Mas deixamos de existir e coabitarmos uma cama,
uma casa, uma conta corrente, uma conta de luz e outra 
de água, uma parcela do carro, um gás, um CD,
um cinema, um filho, uma assinatura de tevê a cabo, 
uma agenda, um varal e um balde cheio de roupas sujas.

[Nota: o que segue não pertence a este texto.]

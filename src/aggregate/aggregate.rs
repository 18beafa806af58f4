use std::collections::BTreeMap;

use serde::Serialize;

use crate::{
    errors::errors::{Error, ErrorImpl},
    lexer::tokens::{Category, Token},
    Span,
};

/// Token values grouped by category, each group in source order.
#[derive(Debug, Clone, Default, PartialEq, Eq)]
pub struct TokenTable {
    groups: BTreeMap<Category, Vec<String>>,
}

#[derive(Debug, Serialize)]
struct CategoryReport<'a> {
    category: Category,
    count: usize,
    values: &'a [String],
}

impl TokenTable {
    pub fn from_tokens(tokens: &[Token]) -> TokenTable {
        let mut groups: BTreeMap<Category, Vec<String>> = BTreeMap::new();

        for token in tokens {
            groups.entry(token.kind).or_default().push(token.value.clone());
        }

        TokenTable { groups }
    }

    pub fn count(&self, kind: Category) -> usize {
        self.groups.get(&kind).map_or(0, Vec::len)
    }

    pub fn values(&self, kind: Category) -> &[String] {
        self.groups.get(&kind).map(Vec::as_slice).unwrap_or(&[])
    }

    /// Categories with at least one token, in `Category::ALL` order.
    pub fn categories(&self) -> impl Iterator<Item = Category> + '_ {
        self.groups.keys().copied()
    }

    pub fn is_empty(&self) -> bool {
        self.groups.is_empty()
    }

    pub fn report(&self) -> String {
        let mut out = String::new();

        for (kind, values) in &self.groups {
            out.push_str(&format!("{} tokens (count: {}):\n", kind, values.len()));

            if !kind.is_whitespace() {
                for value in values {
                    out.push_str(&format!("  {} ", value));
                }
            }
            out.push('\n');
        }

        out
    }

    pub fn to_json(&self) -> Result<String, Error> {
        let reports = self
            .groups
            .iter()
            .map(|(kind, values)| CategoryReport {
                category: *kind,
                count: values.len(),
                values: if kind.is_whitespace() { &[] } else { values.as_slice() },
            })
            .collect::<Vec<_>>();

        serde_json::to_string_pretty(&reports).map_err(|err| {
            Error::new(
                ErrorImpl::ReportSerialization {
                    reason: err.to_string(),
                },
                Span::default(),
            )
        })
    }
}
use lazy_static::lazy_static;
use serde::Serialize;
use std::{collections::HashSet, fmt::Display};

use crate::Span;

lazy_static! {
    pub static ref RESERVED_LOOKUP: HashSet<&'static str> = {
        let mut set = HashSet::new();
        set.insert("class");
        set.insert("int");
        set.insert("float");
        set.insert("string");
        set.insert("using");
        set.insert("namespace");
        set.insert("return");
        set.insert("if");
        set.insert("else");
        set.insert("while");
        set.insert("for");
        set.insert("continue");
        set.insert("break");
        set.insert("switch");
        set.insert("case");
        set.insert("default");
        set
    };
}

#[derive(Debug, PartialEq, Eq, PartialOrd, Ord, Clone, Copy, Hash, Serialize)]
pub enum Category {
    Number,
    StringLiteral,
    PreprocessorDirective,
    Comment,
    ReservedWord,
    Operator,
    Punctuation,
    Identifier,
    Error,
    NewLine,
    Space,
}

impl Category {
    /// Every category, in declaration order. Reports list categories in this order.
    pub const ALL: [Category; 11] = [
        Category::Number,
        Category::StringLiteral,
        Category::PreprocessorDirective,
        Category::Comment,
        Category::ReservedWord,
        Category::Operator,
        Category::Punctuation,
        Category::Identifier,
        Category::Error,
        Category::NewLine,
        Category::Space,
    ];

    pub fn name(&self) -> &'static str {
        match self {
            Category::Number => "Number",
            Category::StringLiteral => "StringLiteral",
            Category::PreprocessorDirective => "PreprocessorDirective",
            Category::Comment => "Comment",
            Category::ReservedWord => "ReservedWord",
            Category::Operator => "Operator",
            Category::Punctuation => "Punctuation",
            Category::Identifier => "Identifier",
            Category::Error => "Error",
            Category::NewLine => "NewLine",
            Category::Space => "Space",
        }
    }

    /// Whitespace-like categories are reported by count only.
    pub fn is_whitespace(&self) -> bool {
        matches!(self, Category::NewLine | Category::Space)
    }
}

impl Display for Category {
    fn fmt(&self, f: &mut std::fmt::Formatter<'_>) -> std::fmt::Result {
        write!(f, "{}", self.name())
    }
}

#[derive(Debug, Clone, PartialEq, Eq)]
pub struct Token {
    pub kind: Category,
    pub value: String,
    pub span: Span,
}

impl Display for Token {
    fn fmt(&self, f: &mut std::fmt::Formatter<'_>) -> std::fmt::Result {
        write!(f, "{}({:?})", self.kind, self.value)
    }
}

impl Token {
    pub fn is_error(&self) -> bool {
        self.kind == Category::Error
    }
}
use std::fmt::Display;

use thiserror::Error;

use crate::{lexer::tokens::Token, Span};

#[derive(Debug, Clone)]
pub struct Error {
    internal_error: ErrorImpl,
    position: Span,
}

impl Error {
    pub fn new(error_impl: ErrorImpl, position: Span) -> Self {
        Error {
            internal_error: error_impl,
            position,
        }
    }

    /// Promotes an Error token to an error pointing at the token's span.
    pub fn from_token(token: &Token) -> Self {
        Error::new(
            ErrorImpl::UnrecognisedCharacter {
                token: token.value.clone(),
            },
            token.span,
        )
    }

    pub fn get_position(&self) -> &Span {
        &self.position
    }

    pub fn get_error(&self) -> &ErrorImpl {
        &self.internal_error
    }

    pub fn get_error_name(&self) -> &str {
        match &self.internal_error {
            ErrorImpl::UnrecognisedCharacter { .. } => "UnrecognisedCharacter",
            ErrorImpl::SourceUnreadable { .. } => "SourceUnreadable",
            ErrorImpl::ReportSerialization { .. } => "ReportSerialization",
        }
    }

    pub fn get_tip(&self) -> ErrorTip {
        match &self.internal_error {
            ErrorImpl::UnrecognisedCharacter { token } => ErrorTip::Suggestion(format!(
                "Unrecognised character: `{}`",
                token.escape_debug()
            )),
            ErrorImpl::SourceUnreadable { path, reason } => {
                ErrorTip::Suggestion(format!("Unable to open {}: {}", path, reason))
            }
            ErrorImpl::ReportSerialization { .. } => ErrorTip::None,
        }
    }
}

impl Display for Error {
    fn fmt(&self, f: &mut std::fmt::Formatter<'_>) -> std::fmt::Result {
        write!(f, "{}", self.internal_error)
    }
}

impl std::error::Error for Error {}

pub enum ErrorTip {
    None,
    Suggestion(String),
}

impl Display for ErrorTip {
    fn fmt(&self, f: &mut std::fmt::Formatter<'_>) -> std::fmt::Result {
        match self {
            ErrorTip::None => write!(f, ""),
            ErrorTip::Suggestion(suggestion) => write!(f, "{}", suggestion),
        }
    }
}

#[derive(Error, Debug, Clone, PartialEq, Eq)]
pub enum ErrorImpl {
    #[error("unrecognised character: {token:?}")]
    UnrecognisedCharacter { token: String },
    #[error("unable to read {path:?}: {reason}")]
    SourceUnreadable { path: String, reason: String },
    #[error("error serializing token table: {reason}")]
    ReportSerialization { reason: String },
}
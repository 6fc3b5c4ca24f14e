//! Domain errors. Used by ports and use cases.
//!
//! Adapters map infrastructure errors into these. Nothing here is retried or
//! recovered silently; callers decide how to present each failure.

use thiserror::Error;

#[derive(Error, Debug, Clone, PartialEq, Eq)]
pub enum DomainError {
    /// An authenticated operation was invoked with no signed-in identity.
    /// Raised before any network I/O.
    #[error("You must be signed in to perform this action.")]
    AuthenticationRequired,

    #[error("Credential fetch failed: {0}")]
    CredentialFetchFailed(String),

    #[error("Network error: {0}")]
    Network(String),

    #[error("Missing response data")]
    EmptyResponse,

    /// Structured application error from the backend, message kept verbatim.
    #[error("{0}")]
    Remote(String),

    #[error("Missing data/result payload")]
    MalformedEnvelope,

    #[error("Failed to decode response: {0}")]
    TransportDecode(String),

    #[error("Invalid request: {0}")]
    InvalidRequest(String),

    #[error("Configuration error: {0}")]
    Config(String),
}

E não existimos não por morrermos, que seria o fim do ciclo, 
o que fora pedido desde sempre, razão por que lutamos,
mas por deixarmos de existir nessa coabitação sentimental,
parental, esse papel que assinamos e nos fazia maridos,
essa vontade de estar e ficar. Porque nossas bocas corromperam
o laço, o traço, o cabaço tirado e banharam outros
lábios.
Deixamos de empregar bons sentimentos,
deixamos de nos amar irrepreensivelmente,
deixamos de nos gostar mais do que os filmes do Almodóvar,
deixamos de fazer o carinho quando a noite chegava,
deixamos de nos amar vivamente dentro do carro,
deixamos de dedicar músicas, escritas à caneta, na porta da geladeira,
deixamos de chorar juntos com Cinema Paradiso,
deixamos de sentir a falta que mata, enforca, sufoca, suspende e faz cair no chão.

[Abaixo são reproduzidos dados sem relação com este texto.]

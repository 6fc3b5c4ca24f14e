//! Cross-cutting concerns shared by adapters and the binary.

pub mod config;

pub use config::AppConfig;
//! Authenticated request executor for callable functions.
//!
//! Every call is a `POST <base_url>/<function>` with body `{"data": payload}`.
//! Authenticated calls resolve the current identity first and fail with
//! `AuthenticationRequired` before any I/O when nobody is signed in.
//! No retries: callers own retry policy.

use crate::adapters::callable::envelope;
use crate::domain::DomainError;
use crate::ports::IdentityPort;
use serde::de::DeserializeOwned;
use serde_json::Value;
use std::sync::Arc;
use std::time::Duration;
use tracing::{debug, info, warn};

/// Per-request timeout.
pub const DEFAULT_TIMEOUT: Duration = Duration::from_secs(20);

/// Undecoded response. The body is never empty.
#[derive(Debug, Clone)]
pub struct RawResponse {
    pub status: u16,
    pub body: Vec<u8>,
}

pub struct CallableExecutor {
    client: reqwest::Client,
    base_url: String,
    identity: Arc<dyn IdentityPort>,
}

impl CallableExecutor {
    /// Create an executor.
    ///
    /// # Arguments
    /// * `base_url` - Functions host (e.g. "https://us-central1-project.cloudfunctions.net")
    /// * `identity` - Source of the signed-in identity and its bearer tokens
    /// * `timeout` - Per-request timeout
    pub fn new(
        base_url: impl Into<String>,
        identity: Arc<dyn IdentityPort>,
        timeout: Duration,
    ) -> Result<Self, DomainError> {
        let client = reqwest::Client::builder()
            .timeout(timeout)
            .build()
            .map_err(|e| DomainError::Config(format!("failed to build HTTP client: {}", e)))?;
        Ok(Self {
            client,
            base_url: base_url.into().trim_end_matches('/').to_string(),
            identity,
        })
    }

    /// Full URL of a callable function.
    pub fn endpoint(&self, function: &str) -> String {
        format!("{}/{}", self.base_url, function)
    }

    /// Invoke `function` and return the raw response body.
    pub async fn call(
        &self,
        function: &str,
        payload: Value,
        requires_auth: bool,
    ) -> Result<RawResponse, DomainError> {
        let token = if requires_auth {
            let identity = self
                .identity
                .current_identity()
                .ok_or(DomainError::AuthenticationRequired)?;
            Some(self.identity.fetch_id_token(&identity).await?)
        } else {
            None
        };

        info!(function, requires_auth, "invoking callable function");

        let body = serde_json::json!({ "data": payload });
        let mut request = self
            .client
            .post(self.endpoint(function))
            .header("Content-Type", "application/json")
            .json(&body);
        if let Some(token) = token {
            request = request.header("Authorization", format!("Bearer {}", token));
        }

        let response = request
            .send()
            .await
            .map_err(|e| DomainError::Network(format!("HTTP request failed: {}", e)))?;

        let status = response.status();
        let bytes = response
            .bytes()
            .await
            .map_err(|e| DomainError::Network(format!("Failed to read response body: {}", e)))?;

        if bytes.is_empty() {
            warn!(function, status = %status, "callable returned empty body");
            return Err(DomainError::EmptyResponse);
        }
        if !status.is_success() {
            warn!(
                function,
                status = %status,
                body = %String::from_utf8_lossy(&bytes).chars().take(200).collect::<String>(),
                "callable returned error status"
            );
        }
        debug!(function, status = %status, body_len = bytes.len(), "callable responded");

        Ok(RawResponse {
            status: status.as_u16(),
            body: bytes.to_vec(),
        })
    }

    /// Invoke `function` and decode the envelope into `T`.
    pub async fn call_decoded<T: DeserializeOwned>(
        &self,
        function: &str,
        payload: Value,
        requires_auth: bool,
    ) -> Result<T, DomainError> {
        let raw = self.call(function, payload, requires_auth).await?;
        envelope::decode_response(&raw.body).inspect_err(|e| {
            warn!(function, status = raw.status, error = %e, "callable response rejected");
        })
    }
}
//! Canonical instant decoded from loosely-typed wire timestamps.
//!
//! Backends serialize timestamps as bare numbers, numeric strings, or
//! `{ "_seconds": .. }` / `{ "seconds": .. }` objects. Decoding tries each
//! known shape in a fixed order and never fails: unrecognized input becomes
//! epoch zero.

use chrono::{DateTime, Utc};
use serde::{Deserialize, Deserializer, Serialize, Serializer};
use serde_json::Value;

/// Seconds since the Unix epoch. Always serialized as a bare float.
#[derive(Debug, Clone, Copy, PartialEq, PartialOrd, Default)]
pub struct Timestamp {
    seconds: f64,
}

/// A single wire shape: returns epoch seconds when the value matches.
type ShapeMatcher = fn(&Value) -> Option<f64>;

/// Recognized wire shapes, first match wins.
const SHAPES: &[(&str, ShapeMatcher)] = &[
    ("float", bare_float),
    ("numeric_string", numeric_string),
    ("integer", bare_integer),
    ("object_float_seconds", object_float_seconds),
    ("object_integer_seconds", object_integer_seconds),
];

const SECONDS_KEYS: [&str; 2] = ["_seconds", "seconds"];

impl Timestamp {
    pub const EPOCH: Timestamp = Timestamp { seconds: 0.0 };

    pub fn from_seconds(seconds: f64) -> Self {
        Self { seconds }
    }

    pub fn seconds(&self) -> f64 {
        self.seconds
    }

    /// True when decoding found no recognized shape (or the backend sent 0).
    pub fn is_epoch(&self) -> bool {
        self.seconds == 0.0
    }

    /// Decode any JSON value. Unrecognized shapes yield [`Timestamp::EPOCH`].
    pub fn from_value(value: &Value) -> Self {
        SHAPES
            .iter()
            .find_map(|(_, matcher)| matcher(value))
            .map(Self::from_seconds)
            .unwrap_or(Self::EPOCH)
    }

    /// UTC date-time, or `None` when the seconds fall outside chrono's range.
    pub fn to_datetime(&self) -> Option<DateTime<Utc>> {
        let whole = self.seconds.floor();
        let nanos = ((self.seconds - whole) * 1_000_000_000.0).round() as u32;
        DateTime::from_timestamp(whole as i64, nanos.min(999_999_999))
    }
}

fn bare_float(value: &Value) -> Option<f64> {
    match value {
        Value::Number(n) if n.is_f64() => n.as_f64(),
        _ => None,
    }
}

fn numeric_string(value: &Value) -> Option<f64> {
    value
        .as_str()
        .and_then(|s| s.parse::<f64>().ok())
        .filter(|s| s.is_finite())
}

fn bare_integer(value: &Value) -> Option<f64> {
    match value {
        Value::Number(n) if !n.is_f64() => n.as_i64().map(|i| i as f64).or_else(|| n.as_f64()),
        _ => None,
    }
}

fn seconds_field(value: &Value) -> Option<&Value> {
    let object = value.as_object()?;
    SECONDS_KEYS.iter().find_map(|key| object.get(*key))
}

fn object_float_seconds(value: &Value) -> Option<f64> {
    seconds_field(value).and_then(bare_float)
}

fn object_integer_seconds(value: &Value) -> Option<f64> {
    seconds_field(value).and_then(bare_integer)
}

impl<'de> Deserialize<'de> for Timestamp {
    fn deserialize<D>(deserializer: D) -> Result<Self, D::Error>
    where
        D: Deserializer<'de>,
    {
        let value = Value::deserialize(deserializer)?;
        Ok(Self::from_value(&value))
    }
}

impl Serialize for Timestamp {
    fn serialize<S>(&self, serializer: S) -> Result<S::Ok, S::Error>
    where
        S: Serializer,
    {
        serializer.serialize_f64(self.seconds)
    }
}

Essa última, a mais esquecida. A falta.
Não fazíamos mais falta, não nos percebíamos,
quem éramos nós? Por que nós?
Por que nos conhecemos? Qual o intuito de Deus em fazer nossas vidas cruzarem?
Acontecia que éramos cegos, crianças,
acreditávamos na filosofia do olhar inato,
que, posto no outro, dera nisso. Deu em nós.

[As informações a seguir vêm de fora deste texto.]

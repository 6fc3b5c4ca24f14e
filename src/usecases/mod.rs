//! Application use cases. Orchestrate domain logic via ports.

pub mod article_service;

pub use article_service::{ArticleService, ArticleView};
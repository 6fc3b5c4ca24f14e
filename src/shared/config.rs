//! Application configuration. Functions host, timeouts, credentials.

use crate::adapters::callable::{DEFAULT_COMMENTS_LIMIT, DEFAULT_TIMEOUT};
use crate::adapters::identity::DEFAULT_SECURE_TOKEN_URL;
use serde::Deserialize;
use std::time::Duration;

pub const DEFAULT_BASE_URL: &str = "https://us-central1-goldenarmorstudios.cloudfunctions.net";

#[derive(Debug, Deserialize, Default)]
pub struct AppConfig {
    /// Callable functions host. Read from ARMOR_NEWS_BASE_URL.
    #[serde(default)]
    pub base_url: Option<String>,

    /// Per-request timeout in seconds (default 20). Read from ARMOR_NEWS_REQUEST_TIMEOUT_SECS.
    #[serde(default)]
    pub request_timeout_secs: Option<u64>,

    /// Comments fetched per article (default 100). Read from ARMOR_NEWS_COMMENTS_LIMIT.
    #[serde(default)]
    pub comments_limit: Option<u32>,

    // ─────────────────────────────────────────────────────────────────────────
    // Identity
    // ─────────────────────────────────────────────────────────────────────────
    /// Signed-in user id. Read from ARMOR_NEWS_UID.
    #[serde(default)]
    pub uid: Option<String>,

    /// Display name shown when posting. Read from ARMOR_NEWS_DISPLAY_NAME.
    #[serde(default)]
    pub display_name: Option<String>,

    /// Fixed bearer token. Read from ARMOR_NEWS_ID_TOKEN.
    #[serde(default)]
    pub id_token: Option<String>,

    /// Web API key for the token endpoint. Read from ARMOR_NEWS_API_KEY.
    #[serde(default)]
    pub api_key: Option<String>,

    /// Refresh token exchanged for ID tokens. Read from ARMOR_NEWS_REFRESH_TOKEN.
    #[serde(default)]
    pub refresh_token: Option<String>,

    /// Token endpoint. Read from ARMOR_NEWS_SECURE_TOKEN_URL.
    #[serde(default)]
    pub secure_token_url: Option<String>,
}

impl AppConfig {
    pub fn load() -> Result<Self, config::ConfigError> {
        dotenv::dotenv().ok();
        let mut c = config::Config::builder();
        c = c.add_source(config::Environment::with_prefix("ARMOR_NEWS"));
        if let Ok(path) = std::env::var("ARMOR_NEWS_CONFIG") {
            c = c.add_source(config::File::with_name(&path));
        }
        c.build()?.try_deserialize()
    }

    pub fn base_url_or_default(&self) -> String {
        self.base_url
            .clone()
            .filter(|s| !s.trim().is_empty())
            .unwrap_or_else(|| DEFAULT_BASE_URL.to_string())
    }

    /// Returns the request timeout. Zero is treated as unset.
    pub fn request_timeout_or_default(&self) -> Duration {
        self.request_timeout_secs
            .filter(|s| *s > 0)
            .map(Duration::from_secs)
            .unwrap_or(DEFAULT_TIMEOUT)
    }

    pub fn comments_limit_or_default(&self) -> u32 {
        self.comments_limit
            .filter(|n| *n > 0)
            .unwrap_or(DEFAULT_COMMENTS_LIMIT)
    }

    pub fn secure_token_url_or_default(&self) -> String {
        self.secure_token_url
            .clone()
            .unwrap_or_else(|| DEFAULT_SECURE_TOKEN_URL.to_string())
    }

    /// Returns true if refresh-token exchange is configured.
    pub fn has_refresh_credentials(&self) -> bool {
        self.uid.is_some() && self.api_key.is_some() && self.refresh_token.is_some()
    }

    /// Returns true if a fixed ID token is configured.
    pub fn has_static_token(&self) -> bool {
        self.uid.is_some() && self.id_token.is_some()
    }
}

Deu em súplica, em poemas, em dedicatórias,
em sexo bom, em amor ruim, que acaba, que finda,
que pormenoriza, que deleita mas desqualifica,
que enaltece para aviltar, que come para cuspir
e que esvai junto com o vento no litoral.



[Ouvindo: Por Que Nós? - Marcelo Jeneci]

2 comentários:

  1. Lindo, fugaz. Do começo ao ponto final.

    Realmente, tu tem coisas bonitas por aqui.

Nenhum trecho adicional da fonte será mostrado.